Beginning with the line below that contains "pub fn backoff(mut" and ending with the line that contains "a default header", copy every line exactly. Copy nothing else.

__Records from a data source__
'''

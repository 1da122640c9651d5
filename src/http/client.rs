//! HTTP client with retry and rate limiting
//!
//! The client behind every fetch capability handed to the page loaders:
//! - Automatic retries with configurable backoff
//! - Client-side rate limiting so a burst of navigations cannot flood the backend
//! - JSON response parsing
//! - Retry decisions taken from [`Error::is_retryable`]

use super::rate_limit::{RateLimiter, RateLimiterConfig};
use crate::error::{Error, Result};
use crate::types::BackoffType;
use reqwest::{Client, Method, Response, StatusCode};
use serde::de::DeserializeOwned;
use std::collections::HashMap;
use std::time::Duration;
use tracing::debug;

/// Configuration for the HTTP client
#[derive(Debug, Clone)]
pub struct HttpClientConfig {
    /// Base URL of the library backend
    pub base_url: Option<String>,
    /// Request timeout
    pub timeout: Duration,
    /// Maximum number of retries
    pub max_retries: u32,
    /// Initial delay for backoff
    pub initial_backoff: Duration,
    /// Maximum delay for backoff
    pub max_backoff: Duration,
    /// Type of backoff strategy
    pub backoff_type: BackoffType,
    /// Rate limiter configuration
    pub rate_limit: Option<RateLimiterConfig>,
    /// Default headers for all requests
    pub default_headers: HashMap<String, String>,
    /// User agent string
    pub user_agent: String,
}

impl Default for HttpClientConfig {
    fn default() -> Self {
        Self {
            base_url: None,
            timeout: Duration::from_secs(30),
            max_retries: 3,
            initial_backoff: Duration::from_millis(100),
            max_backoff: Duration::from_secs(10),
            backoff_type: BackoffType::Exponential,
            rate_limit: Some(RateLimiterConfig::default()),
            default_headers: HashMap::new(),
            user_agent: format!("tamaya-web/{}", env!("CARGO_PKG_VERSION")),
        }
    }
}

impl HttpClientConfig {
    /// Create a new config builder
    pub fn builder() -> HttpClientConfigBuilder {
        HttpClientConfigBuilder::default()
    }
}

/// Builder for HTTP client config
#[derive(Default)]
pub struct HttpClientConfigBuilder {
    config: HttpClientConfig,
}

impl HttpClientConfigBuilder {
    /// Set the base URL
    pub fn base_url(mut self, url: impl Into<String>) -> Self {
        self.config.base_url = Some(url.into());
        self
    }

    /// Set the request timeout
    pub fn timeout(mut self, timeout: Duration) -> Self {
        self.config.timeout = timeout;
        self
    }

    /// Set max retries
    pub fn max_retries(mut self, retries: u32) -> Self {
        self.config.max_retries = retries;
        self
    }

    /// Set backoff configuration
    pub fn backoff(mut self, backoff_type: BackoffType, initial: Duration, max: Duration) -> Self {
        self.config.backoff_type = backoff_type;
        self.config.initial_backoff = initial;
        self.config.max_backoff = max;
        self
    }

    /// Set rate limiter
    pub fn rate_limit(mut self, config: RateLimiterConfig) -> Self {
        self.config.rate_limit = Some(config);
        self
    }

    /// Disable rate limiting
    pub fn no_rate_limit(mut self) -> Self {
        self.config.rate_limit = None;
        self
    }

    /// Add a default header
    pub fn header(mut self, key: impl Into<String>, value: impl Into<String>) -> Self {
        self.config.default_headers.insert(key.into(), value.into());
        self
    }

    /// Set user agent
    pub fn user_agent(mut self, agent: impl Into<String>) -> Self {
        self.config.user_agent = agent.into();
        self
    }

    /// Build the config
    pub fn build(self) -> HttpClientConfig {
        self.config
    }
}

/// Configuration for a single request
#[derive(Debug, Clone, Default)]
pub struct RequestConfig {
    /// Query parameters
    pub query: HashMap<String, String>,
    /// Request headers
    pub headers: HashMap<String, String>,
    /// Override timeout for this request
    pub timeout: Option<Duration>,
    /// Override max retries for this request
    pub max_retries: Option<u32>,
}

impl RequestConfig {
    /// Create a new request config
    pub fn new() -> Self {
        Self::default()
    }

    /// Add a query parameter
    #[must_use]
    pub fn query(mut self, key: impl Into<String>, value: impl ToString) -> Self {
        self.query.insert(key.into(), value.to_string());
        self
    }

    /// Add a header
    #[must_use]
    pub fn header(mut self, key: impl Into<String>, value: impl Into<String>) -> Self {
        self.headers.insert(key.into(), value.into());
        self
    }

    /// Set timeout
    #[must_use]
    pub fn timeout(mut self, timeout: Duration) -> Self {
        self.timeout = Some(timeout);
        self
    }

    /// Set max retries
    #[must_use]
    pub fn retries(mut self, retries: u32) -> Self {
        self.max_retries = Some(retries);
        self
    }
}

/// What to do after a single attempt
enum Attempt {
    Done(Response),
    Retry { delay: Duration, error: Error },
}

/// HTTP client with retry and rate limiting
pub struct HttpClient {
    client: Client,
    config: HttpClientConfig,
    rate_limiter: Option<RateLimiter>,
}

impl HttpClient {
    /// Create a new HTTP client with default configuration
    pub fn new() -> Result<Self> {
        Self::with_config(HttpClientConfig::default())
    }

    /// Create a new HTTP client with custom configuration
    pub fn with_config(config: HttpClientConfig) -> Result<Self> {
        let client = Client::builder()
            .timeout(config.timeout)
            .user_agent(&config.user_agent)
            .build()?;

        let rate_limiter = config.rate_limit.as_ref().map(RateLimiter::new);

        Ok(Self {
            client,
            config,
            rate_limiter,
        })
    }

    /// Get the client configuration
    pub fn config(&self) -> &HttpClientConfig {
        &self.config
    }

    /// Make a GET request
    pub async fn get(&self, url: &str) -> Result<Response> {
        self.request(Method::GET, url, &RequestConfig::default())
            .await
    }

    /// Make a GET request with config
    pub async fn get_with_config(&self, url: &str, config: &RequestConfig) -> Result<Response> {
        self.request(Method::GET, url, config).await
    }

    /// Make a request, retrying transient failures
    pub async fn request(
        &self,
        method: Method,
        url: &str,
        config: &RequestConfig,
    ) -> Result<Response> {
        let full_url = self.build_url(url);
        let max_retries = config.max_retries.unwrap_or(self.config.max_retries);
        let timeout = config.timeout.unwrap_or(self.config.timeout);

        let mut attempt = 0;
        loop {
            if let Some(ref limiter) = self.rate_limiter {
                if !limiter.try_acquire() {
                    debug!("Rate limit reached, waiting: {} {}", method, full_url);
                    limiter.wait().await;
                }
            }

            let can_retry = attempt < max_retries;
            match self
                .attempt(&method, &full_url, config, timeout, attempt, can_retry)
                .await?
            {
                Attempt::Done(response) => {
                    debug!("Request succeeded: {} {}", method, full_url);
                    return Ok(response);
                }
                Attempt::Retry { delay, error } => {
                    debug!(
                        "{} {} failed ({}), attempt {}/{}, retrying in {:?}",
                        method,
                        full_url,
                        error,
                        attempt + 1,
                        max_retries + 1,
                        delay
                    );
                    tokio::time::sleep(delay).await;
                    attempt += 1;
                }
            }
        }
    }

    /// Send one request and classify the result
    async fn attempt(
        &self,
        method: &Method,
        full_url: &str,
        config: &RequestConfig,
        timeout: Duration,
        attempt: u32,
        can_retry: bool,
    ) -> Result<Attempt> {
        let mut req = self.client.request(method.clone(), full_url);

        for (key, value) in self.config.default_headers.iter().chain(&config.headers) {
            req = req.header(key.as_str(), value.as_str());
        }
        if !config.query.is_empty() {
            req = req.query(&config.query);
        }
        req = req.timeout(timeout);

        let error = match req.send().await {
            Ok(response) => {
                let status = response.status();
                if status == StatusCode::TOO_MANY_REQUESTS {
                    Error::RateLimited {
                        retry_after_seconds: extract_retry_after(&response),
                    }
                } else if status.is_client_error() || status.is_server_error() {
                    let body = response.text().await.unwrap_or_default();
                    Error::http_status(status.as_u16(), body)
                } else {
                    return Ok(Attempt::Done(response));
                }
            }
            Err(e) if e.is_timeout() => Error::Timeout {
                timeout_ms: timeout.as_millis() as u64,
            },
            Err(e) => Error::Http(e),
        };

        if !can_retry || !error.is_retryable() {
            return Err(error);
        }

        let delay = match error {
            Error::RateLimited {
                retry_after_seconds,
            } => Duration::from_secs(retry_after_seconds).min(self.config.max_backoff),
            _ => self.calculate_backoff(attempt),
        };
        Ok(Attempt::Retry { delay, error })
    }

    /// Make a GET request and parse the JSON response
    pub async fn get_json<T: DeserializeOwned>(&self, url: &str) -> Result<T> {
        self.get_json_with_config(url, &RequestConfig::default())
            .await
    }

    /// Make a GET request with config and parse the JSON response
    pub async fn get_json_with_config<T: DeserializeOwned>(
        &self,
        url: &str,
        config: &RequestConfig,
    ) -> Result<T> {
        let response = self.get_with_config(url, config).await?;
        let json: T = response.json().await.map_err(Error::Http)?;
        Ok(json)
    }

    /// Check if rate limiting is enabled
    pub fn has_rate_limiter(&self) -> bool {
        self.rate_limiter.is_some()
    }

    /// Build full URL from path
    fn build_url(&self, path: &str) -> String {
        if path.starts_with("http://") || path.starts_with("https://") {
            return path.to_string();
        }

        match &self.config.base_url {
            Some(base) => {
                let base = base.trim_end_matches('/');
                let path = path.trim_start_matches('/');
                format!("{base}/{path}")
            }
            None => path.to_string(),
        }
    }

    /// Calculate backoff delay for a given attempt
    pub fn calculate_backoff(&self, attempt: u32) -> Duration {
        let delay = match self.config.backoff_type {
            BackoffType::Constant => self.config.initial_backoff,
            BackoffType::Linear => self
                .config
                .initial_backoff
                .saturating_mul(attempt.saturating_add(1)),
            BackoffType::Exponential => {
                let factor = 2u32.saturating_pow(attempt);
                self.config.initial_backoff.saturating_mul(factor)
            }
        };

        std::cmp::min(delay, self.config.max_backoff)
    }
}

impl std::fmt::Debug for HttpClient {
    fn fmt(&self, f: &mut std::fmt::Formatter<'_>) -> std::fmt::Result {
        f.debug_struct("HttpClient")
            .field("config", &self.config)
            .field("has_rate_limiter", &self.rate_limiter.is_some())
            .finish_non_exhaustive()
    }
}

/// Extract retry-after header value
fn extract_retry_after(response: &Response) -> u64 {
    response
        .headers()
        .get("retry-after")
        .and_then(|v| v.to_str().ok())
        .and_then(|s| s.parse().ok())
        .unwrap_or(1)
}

'''

__Answer area__
    pub fn backoff(mut self, backoff_type: BackoffType, initial: Duration, max: Duration) -> Self {
        self.config.backoff_type = backoff_type;
        self.config.initial_backoff = initial;
        self.config.max_backoff = max;
        self
    }

    /// Set rate limiter
    pub fn rate_limit(mut self, config: RateLimiterConfig) -> Self {
        self.config.rate_limit = Some(config);
        self
    }

    /// Disable rate limiting
    pub fn no_rate_limit(mut self) -> Self {
        self.config.rate_limit = None;
        self
    }

    /// Add a default header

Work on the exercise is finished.